An EU-wide study conducted with ICMPD’s expert support revealed that all but one EU Member State had some cooperation mechanisms aimed at early identification of, assistance to and support for victims of human trafficking, taking the shape of a formal or informal NRM. However, the study revealed little evidence on the functioning of TRMs, having been able to identify four EU Member States that reported some kind of coherent implementation framework for a TRM. Until today, there is no EU-wide TRM model in place. Still, there are some encouraging developments as the Council of the Baltic Sea States has just recently introduced a TRM for the Baltic Sea Region, Bulgaria, Romania, and Ukraine.

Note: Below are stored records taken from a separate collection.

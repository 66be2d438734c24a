//! User accounts: registration, login and lookup.

use std::sync::Arc;

use serde_json::{Value, json};
use uuid::Uuid;

use crate::application::services::TokenService;
use crate::domain::entities::{NewUser, User};
use crate::domain::repositories::UserRepository;
use crate::error::AppError;
use crate::utils::password::{hash_password, validate_password, verify_password};

/// Service for managing accounts and exchanging credentials for tokens.
///
/// Password hashing and verification run on the blocking pool so a slow
/// Argon2 round does not stall the async workers.
pub struct AccountService<U: UserRepository + ?Sized> {
    user_repository: Arc<U>,
    token_service: Arc<TokenService>,
}

impl<U: UserRepository + ?Sized> AccountService<U> {
    /// Creates a new account service.
    pub fn new(user_repository: Arc<U>, token_service: Arc<TokenService>) -> Self {
        Self {
            user_repository,
            token_service,
        }
    }

    /// Registers a new account.
    ///
    /// # Errors
    ///
    /// Returns [`AppError::Validation`] if the password does not meet the policy.
    /// Returns [`AppError::Conflict`] if the username is taken.
    /// Returns [`AppError::Internal`] on hashing or storage errors.
    pub async fn register(&self, username: &str, password: &str) -> Result<User, AppError> {
        validate_password(password)?;

        if self
            .user_repository
            .find_by_username(username)
            .await?
            .is_some()
        {
            return Err(AppError::conflict(
                "user already exists",
                json!({ "username": username }),
            ));
        }

        let password = password.to_string();
        let password_hash = tokio::task::spawn_blocking(move || hash_password(&password))
            .await
            .map_err(|e| {
                tracing::error!(error = %e, "Password hashing task failed");
                AppError::internal("Failed to hash password", Value::Null)
            })??;

        let user = self
            .user_repository
            .create(NewUser {
                username: username.to_string(),
                password_hash,
            })
            .await
            .map_err(|e| match e {
                AppError::Conflict { .. } => {
                    AppError::conflict("user already exists", json!({ "username": username }))
                }
                other => other,
            })?;

        tracing::info!(user_id = %user.id, username = %user.username, "User registered");
        Ok(user)
    }

    /// Checks credentials and issues a bearer token.
    ///
    /// # Errors
    ///
    /// Returns [`AppError::NotFound`] if no account has this username.
    /// Returns [`AppError::Unauthorized`] if the password does not match.
    /// Returns [`AppError::Internal`] on storage or signing errors.
    pub async fn login(&self, username: &str, password: &str) -> Result<String, AppError> {
        let user = self
            .user_repository
            .find_by_username(username)
            .await?
            .ok_or_else(|| {
                AppError::not_found("user not found", json!({ "username": username }))
            })?;

        let stored_hash = user.password_hash.clone();
        let candidate = password.to_string();
        let matches =
            tokio::task::spawn_blocking(move || verify_password(&stored_hash, &candidate))
                .await
                .map_err(|e| {
                    tracing::error!(error = %e, "Password verification task failed");
                    AppError::internal("Failed to verify password", Value::Null)
                })?;

        if !matches {
            tracing::warn!(username = %username, "Login with wrong password");
            return Err(AppError::unauthorized("invalid password", Value::Null));
        }

        let token = self.token_service.issue(user.id)?;
        tracing::info!(user_id = %user.id, "User logged in");
        Ok(token)
    }

    /// Looks up the account a token was issued for.
    ///
    /// # Errors
    ///
    /// Returns [`AppError::NotFound`] if the account no longer exists.
    /// Returns [`AppError::Internal`] on storage errors.
    pub async fn who_am_i(&self, user_id: Uuid) -> Result<User, AppError> {
        self.user_repository
            .find_by_id(user_id)
            .await?
            .ok_or_else(|| AppError::not_found("user not found", json!({ "user_id": user_id })))
    }

    /// Lists every account.
    ///
    /// # Errors
    ///
    /// Returns [`AppError::Internal`] on storage errors.
    pub async fn list_users(&self) -> Result<Vec<User>, AppError> {
        self.user_repository.list().await
    }

    /// Finds an account by username.
    ///
    /// # Errors
    ///
    /// Returns [`AppError::NotFound`] if no account has this username.
    /// Returns [`AppError::Internal`] on storage errors.
    pub async fn find_user(&self, username: &str) -> Result<User, AppError> {
        self.user_repository
            .find_by_username(username)
            .await?
            .ok_or_else(|| AppError::not_found("user not found", json!({ "username": username })))
    }

    /// Deletes an account by username. Links it owned are kept unowned.
    ///
    /// # Errors
    ///
    /// Returns [`AppError::NotFound`] if no account has this username.
    /// Returns [`AppError::Internal`] on storage errors.
    pub async fn delete_user(&self, username: &str) -> Result<(), AppError> {
        if !self.user_repository.delete_by_username(username).await? {
            return Err(AppError::not_found(
                "user not found",
                json!({ "username": username }),
            ));
        }

        tracing::info!(username = %username, "User deleted");
        Ok(())
    }
}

In its Fourth Report on the progress made in the fight against trafficking in human beings, in December 2022, the EU Commission proposed in the amendment to the EU Anti-Trafficking Directive to make it mandatory for Member States to establish NRMs. The Inter-Agency Coordination Group Against Trafficking in Persons (ICAT), including ICMPD, in its joint submission in response to the revisions proposed by the EU Commission to the EU Anti-Trafficking Directive, particularly welcomed the introduction of the requirement to formalise NRMs.

Importantly, ICAT also recommended to ensure that NRMs foresee close cooperation and established protocols with the national asylum authorities. This recommendation was also informed by ICMPD’s empirical research, published already in 2018, that looked at the occurrence of human trafficking along the migration routes to Europe, and discovered an institutional disconnect between the anti-trafficking and asylum authorities.

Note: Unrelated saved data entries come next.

//! Infrastructure layer for external integrations.
//!
//! Implements the interfaces defined by the domain layer.
//!
//! # Modules
//!
//! - [`persistence`] - PostgreSQL and in-memory repository implementations

pub mod persistence;
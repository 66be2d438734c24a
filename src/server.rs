//! HTTP server initialization and runtime setup.
//!
//! Handles the database pool, migrations, service wiring and the Axum
//! server lifecycle including graceful shutdown.

use crate::config::Config;
use crate::domain::repositories::{LinkRepository, UserRepository};
use crate::infrastructure::persistence::{PgLinkRepository, PgUserRepository};
use crate::routes::app_router;
use crate::state::AppState;

use anyhow::{Context, Result};
use axum::ServiceExt;
use axum::extract::Request;
use sqlx::PgPool;
use sqlx::postgres::PgPoolOptions;
use std::net::SocketAddr;
use std::sync::Arc;
use std::time::Duration;

/// Opens the PostgreSQL pool described by `config` and applies migrations.
///
/// # Errors
///
/// Returns an error if the database is unreachable or a migration fails.
pub async fn connect_database(config: &Config) -> Result<PgPool> {
    let pool = PgPoolOptions::new()
        .max_connections(config.db_max_connections)
        .acquire_timeout(Duration::from_secs(config.db_connect_timeout))
        .connect(&config.database_url())
        .await
        .context("Failed to connect to PostgreSQL")?;
    tracing::info!("Connected to database");

    sqlx::migrate!("./migrations")
        .run(&pool)
        .await
        .context("Failed to apply migrations")?;
    tracing::info!("Migrations applied");

    Ok(pool)
}

/// Runs the HTTP server with the given configuration.
///
/// Initializes:
/// - PostgreSQL connection pool
/// - Apply migrations
/// - Services and router
/// - Axum HTTP server, stopped on Ctrl-C or SIGTERM
///
/// # Errors
///
/// Returns an error if:
/// - Database connection fails
/// - Server bind fails
/// - Server runtime error occurs
pub async fn run(config: Config) -> Result<()> {
    let pool = Arc::new(connect_database(&config).await?);

    let users: Arc<dyn UserRepository> = Arc::new(PgUserRepository::new(pool.clone()));
    let links: Arc<dyn LinkRepository> = Arc::new(PgLinkRepository::new(pool.clone()));
    let state = AppState::new(users, links, &config.jwt_secret, &config.public_base_url);

    let app = app_router(state);

    let listener = tokio::net::TcpListener::bind(config.listen_addr())
        .await
        .with_context(|| format!("Failed to bind {}", config.listen_addr()))?;
    tracing::info!("Listening on http://{}", listener.local_addr()?);

    axum::serve(
        listener,
        ServiceExt::<Request>::into_make_service_with_connect_info::<SocketAddr>(app),
    )
    .with_graceful_shutdown(shutdown_signal())
    .await?;

    pool.close().await;
    tracing::info!("Server stopped");

    Ok(())
}

async fn shutdown_signal() {
    let ctrl_c = async {
        if let Err(e) = tokio::signal::ctrl_c().await {
            tracing::error!(error = %e, "Failed to listen for Ctrl-C");
            std::future::pending::<()>().await;
        }
    };

    #[cfg(unix)]
    let terminate = async {
        match tokio::signal::unix::signal(tokio::signal::unix::SignalKind::terminate()) {
            Ok(mut signal) => {
                signal.recv().await;
            }
            Err(e) => {
                tracing::error!(error = %e, "Failed to listen for SIGTERM");
                std::future::pending::<()>().await;
            }
        }
    };

    #[cfg(not(unix))]
    let terminate = std::future::pending::<()>();

    tokio::select! {
        _ = ctrl_c => {},
        _ = terminate => {},
    }

    tracing::info!("Shutdown signal received");
}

In parallel to investing its efforts to improve the standard of protection of the trafficked persons in the EU and the wider European region, the ICMPD has been actively working for the past decade in partnership with regional and national institutions also in the West Africa region, to establish and support the NRMs, as well as to introduce a model Regional Referral Mechanism. The cooperation with the Commission and the Member States of the Economic Community of West African States (ECOWAS) bore finally fruits in July 2023 when the representatives of anti-trafficking focal institutions from the ECOWAS Member States validated a Model Regional Referral Mechanism for the protection of victims of human trafficking in the ECOWAS region. This step paves the way for embarking on a journey towards harmonised approach in cross-border cooperation on human trafficking cases and in victim protection standards in the West Africa region. It also paves the way for improved cooperation with the EU Member States.

 

On this EU Anti-Trafficking Day, ICMPD calls upon the EU Member States to take the following two steps towards improving cross-border cooperation in human trafficking cases:

First, consider establishing an EU-wide TRM-model. The latest available data for the EU indicates that more than half of the registered victims across the EU were EU citizens, while only 37% of all registered victims were citizens of the country in which they were registered. The reality of cross-border human trafficking cases in terms of cooperation between the countries of destination and origin, is complex. A commonly agreed TRM provides the tools and standards to enable harmonised and structured approach.

Second, to ensure human rights-based protection measures for the trafficked persons, including in their return (upon their consent), the Member States need to keep supporting the development and advancement of NRMs in non-EU countries of origin and transit of victims, establishing TRMs in the regions including such countries, and finally - develop TRM-based models with such third countries. From thereon, the Member States should avoid returning trafficked persons outside such existing TRMs, specifically the NRMs of the country of return.

While supporting the development of the Model Regional Referral Mechanism for the ECOWAS region serves as an encouraging case in point, the importance of taking these measures needs to be echoed also in the revised EU Anti-Trafficking Directive.